Ao utilizar organismos vivos, os cientistas estão a criar novas funcionalidades que não podem ser encontradas nos materiais convencionais. “Estamos a acrescentar uma nova dimensão aos materiais que não existia antes: a vida”, afirma Sandak. “Na natureza, as células têm muitas propriedades fantásticas que são muito difíceis e dispendiosas de obter em materiais sintéticos. Os materiais vivos são mais ecológicos, podem autorregenerar-se, têm o potencial de limpar o ar e têm um custo mais reduzido.”
Diversão com fungos
Tal como o projeto AM-IMATE, a equipa de Sandak trabalha principalmente com fungos.
“Têm um enorme potencial”, afirma. “Crescem de forma excecional, têm uma elevada taxa de sobrevivência e não precisam de muitos nutrientes. Os fungos são divertidos.” Os fungos já estão presentes nos estaleiros de construção, mas normalmente não são desejáveis porque podem danificar os materiais. No entanto, a equipa de Sandak trabalha com um fungo específico que não é nocivo e não degrada os materiais. “Estamos a utilizar os “bons da fita” para impedir que os “maus da fita” se propaguem.”
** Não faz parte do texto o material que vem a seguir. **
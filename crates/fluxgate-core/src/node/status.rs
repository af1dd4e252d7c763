//! Immutable node health snapshots and the cell that publishes them.
//!
//! A [`Status`] is never mutated after publication. The probe task derives the next value
//! from the current one and swaps it into the [`StatusCell`]; readers on the serving path get
//! an `Arc<Status>` with a single atomic load and can never observe a mix of two snapshots.

use arc_swap::ArcSwap;
use chrono::{DateTime, Utc};
use serde::Serialize;
use std::{sync::Arc, time::Duration};

/// Health classification of a node.
#[derive(Debug, Clone, Copy, PartialEq, Eq, Hash, Serialize)]
#[serde(rename_all = "lowercase")]
pub enum HealthState {
    /// No probe has completed yet.
    Unknown,
    Healthy,
    Unhealthy,
    /// The node was shut down; terminal.
    Closed,
}

impl HealthState {
    #[must_use]
    pub fn as_str(&self) -> &'static str {
        match self {
            Self::Unknown => "unknown",
            Self::Healthy => "healthy",
            Self::Unhealthy => "unhealthy",
            Self::Closed => "closed",
        }
    }
}

/// One published health snapshot.
#[derive(Debug, Clone, PartialEq, Serialize)]
pub struct Status {
    pub state: HealthState,
    pub last_probe: Option<DateTime<Utc>>,
    /// Latest epoch (or block height) the node reported.
    pub epoch: Option<u64>,
    #[serde(serialize_with = "serialize_latency")]
    pub latency: Option<Duration>,
    pub consecutive_failures: u32,
    pub last_error: Option<String>,
}

fn serialize_latency<S: serde::Serializer>(
    latency: &Option<Duration>,
    serializer: S,
) -> Result<S::Ok, S::Error> {
    match latency {
        #[allow(clippy::cast_possible_truncation)]
        Some(d) => serializer.serialize_some(&(d.as_millis() as u64)),
        None => serializer.serialize_none(),
    }
}

impl Status {
    #[must_use]
    pub fn unknown() -> Self {
        Self {
            state: HealthState::Unknown,
            last_probe: None,
            epoch: None,
            latency: None,
            consecutive_failures: 0,
            last_error: None,
        }
    }

    /// Unknown and healthy nodes take traffic; a node is only skipped once condemned.
    #[must_use]
    pub fn is_available(&self) -> bool {
        matches!(self.state, HealthState::Healthy | HealthState::Unknown)
    }

    /// Next snapshot after a successful probe. One success is enough to recover.
    #[must_use]
    pub fn after_success(&self, epoch: u64, latency: Duration, at: DateTime<Utc>) -> Status {
        if self.state == HealthState::Closed {
            return self.clone();
        }
        Status {
            state: HealthState::Healthy,
            last_probe: Some(at),
            epoch: Some(epoch),
            latency: Some(latency),
            consecutive_failures: 0,
            last_error: None,
        }
    }

    /// Next snapshot after a failed probe.
    ///
    /// The state only moves to `Unhealthy` once `threshold` consecutive failures accumulate.
    #[must_use]
    pub fn after_failure(&self, threshold: u32, error: String, at: DateTime<Utc>) -> Status {
        if self.state == HealthState::Closed {
            return self.clone();
        }
        let consecutive_failures = self.consecutive_failures.saturating_add(1);
        let state = if consecutive_failures >= threshold {
            HealthState::Unhealthy
        } else {
            self.state
        };
        Status {
            state,
            last_probe: Some(at),
            epoch: self.epoch,
            latency: self.latency,
            consecutive_failures,
            last_error: Some(error),
        }
    }

    #[must_use]
    pub fn closed(&self) -> Status {
        Status { state: HealthState::Closed, ..self.clone() }
    }
}

/// Copy-on-write cell holding the current [`Status`].
///
/// Writers replace the whole value; concurrent updates are applied with a
/// compare-and-swap loop so a `close` racing a probe is never lost.
pub struct StatusCell {
    inner: ArcSwap<Status>,
}

impl StatusCell {
    #[must_use]
    pub fn new(initial: Status) -> Self {
        Self { inner: ArcSwap::from_pointee(initial) }
    }

    /// Lock-free snapshot read.
    #[inline]
    #[must_use]
    pub fn load(&self) -> Arc<Status> {
        self.inner.load_full()
    }

    /// Derives and publishes the next snapshot, returning `(previous, published)`.
    pub fn update<F>(&self, f: F) -> (Arc<Status>, Arc<Status>)
    where
        F: Fn(&Status) -> Status,
    {
        let mut published = None;
        let previous = self.inner.rcu(|current| {
            let next = Arc::new(f(current));
            published = Some(Arc::clone(&next));
            next
        });
        let published = published.unwrap_or_else(|| self.inner.load_full());
        (previous, published)
    }
}

impl Default for StatusCell {
    fn default() -> Self {
        Self::new(Status::unknown())
    }
}
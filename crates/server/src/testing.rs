//! In-process gateway state for the handler tests.

use async_trait::async_trait;
use fluxgate_core::{
    config::{AppConfig, BackendKind, NodeEndpoint},
    filter::FilterLimits,
    metrics::MetricsCollector,
    middleware::{ClientBindingInterceptor, MiddlewareChain},
    node::{Node, NodeClient, NodeError, UpstreamSubscription},
    provider::{routable, ClientProvider, GroupKey, NodeConnector},
    proxy::{Gateway, ProxyEngine, RequestDispatcher},
    pubsub::{SubscriptionKind, SubscriptionMultiplexer},
};
use serde_json::{json, Value};
use std::{
    sync::{
        atomic::{AtomicUsize, Ordering},
        Arc,
    },
    time::Duration,
};

use crate::AppState;

struct OneShotUpstream {
    item: Option<Value>,
    unsubscribes: Arc<AtomicUsize>,
}

#[async_trait]
impl UpstreamSubscription for OneShotUpstream {
    fn id(&self) -> &str {
        "0xup"
    }

    async fn next(&mut self) -> Option<Result<Value, NodeError>> {
        match self.item.take() {
            Some(item) => Some(Ok(item)),
            None => std::future::pending().await,
        }
    }

    async fn unsubscribe(self: Box<Self>) -> Result<(), NodeError> {
        self.unsubscribes.fetch_add(1, Ordering::SeqCst);
        Ok(())
    }
}

/// Answers `cfx_epochNumber` with `0x2a` and `cfx_getLogs` with `[]` after one second;
/// each upstream subscription yields one head.
#[derive(Default)]
pub struct HeadsClient {
    pub subscribes: AtomicUsize,
    pub unsubscribes: Arc<AtomicUsize>,
}

#[async_trait]
impl NodeClient for HeadsClient {
    fn url(&self) -> &str {
        "mock://heads"
    }

    async fn call(&self, method: &str, _: Value) -> Result<Value, NodeError> {
        match method {
            "cfx_epochNumber" => Ok(json!("0x2a")),
            "cfx_getLogs" => {
                tokio::time::sleep(Duration::from_secs(1)).await;
                Ok(json!([]))
            }
            _ => Ok(Value::Null),
        }
    }

    async fn subscribe(
        &self,
        _: &SubscriptionKind,
    ) -> Result<Box<dyn UpstreamSubscription>, NodeError> {
        self.subscribes.fetch_add(1, Ordering::SeqCst);
        Ok(Box::new(OneShotUpstream {
            item: Some(json!({ "height": "0x10" })),
            unsubscribes: Arc::clone(&self.unsubscribes),
        }))
    }
}

/// Connects every endpoint to the same in-process client. Status stays `Unknown`.
struct InProcess(Arc<HeadsClient>);

impl NodeConnector for InProcess {
    fn connect(&self, _: GroupKey, endpoint: &NodeEndpoint) -> Result<Arc<Node>, NodeError> {
        Ok(Node::new(endpoint.name.as_str(), Arc::clone(&self.0) as Arc<dyn NodeClient>))
    }
}

pub fn config(default_nodes: usize) -> AppConfig {
    let mut config = AppConfig::default();
    let members = (0..default_nodes)
        .map(|i| NodeEndpoint {
            name: format!("full-{i}"),
            url: format!("http://127.0.0.1:{}", 12537 + i),
            ws_url: None,
            timeout_seconds: 5,
        })
        .collect();
    config.nodes.groups.insert("default".into(), members);
    config
}

/// Gateway with client binding only, backed by `client`.
pub fn state(config: &AppConfig, client: Arc<HeadsClient>) -> AppState {
    let routing = routable(
        BackendKind::Cfx,
        ClientProvider::new(&config.nodes, Arc::new(InProcess(client)), None),
    );
    let chain = MiddlewareChain::new(vec![Arc::new(ClientBindingInterceptor::new(
        BackendKind::Cfx,
        Arc::clone(&routing),
    ))]);
    let engine = ProxyEngine::new(
        BackendKind::Cfx,
        RequestDispatcher::new(None, None),
        FilterLimits::default(),
        None,
        None,
    );

    AppState {
        gateway: Arc::new(Gateway::new(chain, Arc::new(engine), None)),
        routing,
        multiplexer: Arc::new(SubscriptionMultiplexer::new(16, None)),
        metrics: Arc::new(MetricsCollector::new()),
        backend: BackendKind::Cfx,
        request_timeout: Duration::from_secs(5),
        ws_outbound_capacity: 16,
        ws_max_in_flight: 4,
    }
}
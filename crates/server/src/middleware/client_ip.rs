//! Caller identity for rate limiting and node affinity.

use axum::http::{HeaderMap, HeaderName};
use std::net::SocketAddr;

static X_REAL_IP: HeaderName = HeaderName::from_static("x-real-ip");
static X_FORWARDED_FOR: HeaderName = HeaderName::from_static("x-forwarded-for");

/// Caller key for a request: `X-Real-IP`, else the first `X-Forwarded-For` entry, else the
/// peer address of the connection.
#[must_use]
pub fn client_ip(headers: &HeaderMap, peer: SocketAddr) -> String {
    if let Some(ip) = header_str(headers, &X_REAL_IP) {
        return ip.to_string();
    }

    if let Some(ip) = header_str(headers, &X_FORWARDED_FOR)
        .and_then(|list| list.split(',').next())
        .map(str::trim)
        .filter(|ip| !ip.is_empty())
    {
        return ip.to_string();
    }

    peer.ip().to_string()
}

fn header_str<'a>(headers: &'a HeaderMap, name: &HeaderName) -> Option<&'a str> {
    headers.get(name).and_then(|v| v.to_str().ok()).map(str::trim).filter(|v| !v.is_empty())
}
Para garantir que a sua investigação chega à prática, os cientistas estão a criar um revestimento biológico que para além de eficaz, é também visualmente apelativo. Estão a testá-lo numa variedade de materiais e estão a trabalhar para adicionar diferentes cores. “Porque a estética é importante na arquitetura”, afirma Sandak.
Prevê-se que o produto resultante seja um revestimento à base de água que pode ser pulverizado, pincelado ou desenrolado sobre uma vasta gama de superfícies. O ARCHI-SKIN decorre até 2027 e, de acordo com Sandak, a investigação está a progredir muito rapidamente e não demorará muito tempo até que o seu revestimento possa ser aplicado nos primeiros edifícios. “Acredito que poderemos utilizar a nossa solução já na próxima década”, afirma.
Impacto social
No caso de ambos os projetos, os cientistas estão a adquirir conhecimentos fundamentais valiosos sobre os microrganismos, mas, como afirmam os coordenadores de ambos os projetos, o principal resultado da investigação deve ser as aplicações na vida real. “Queremos fazer do nosso mundo um lugar melhor”, afirma Sandak.
“Acredito que começaremos definitivamente a ver muito mais aplicações para materiais de base biológica, tais como em edifícios e no ambiente construído, bem como em produtos de consumo”, refere Masania. “À medida que os nossos conhecimentos sobre estes materiais forem evoluindo, surgirão cada vez mais aplicações.”
Este artigo foi originalmente publicado na Horizon, a Revista de Investigação e Inovação da UE.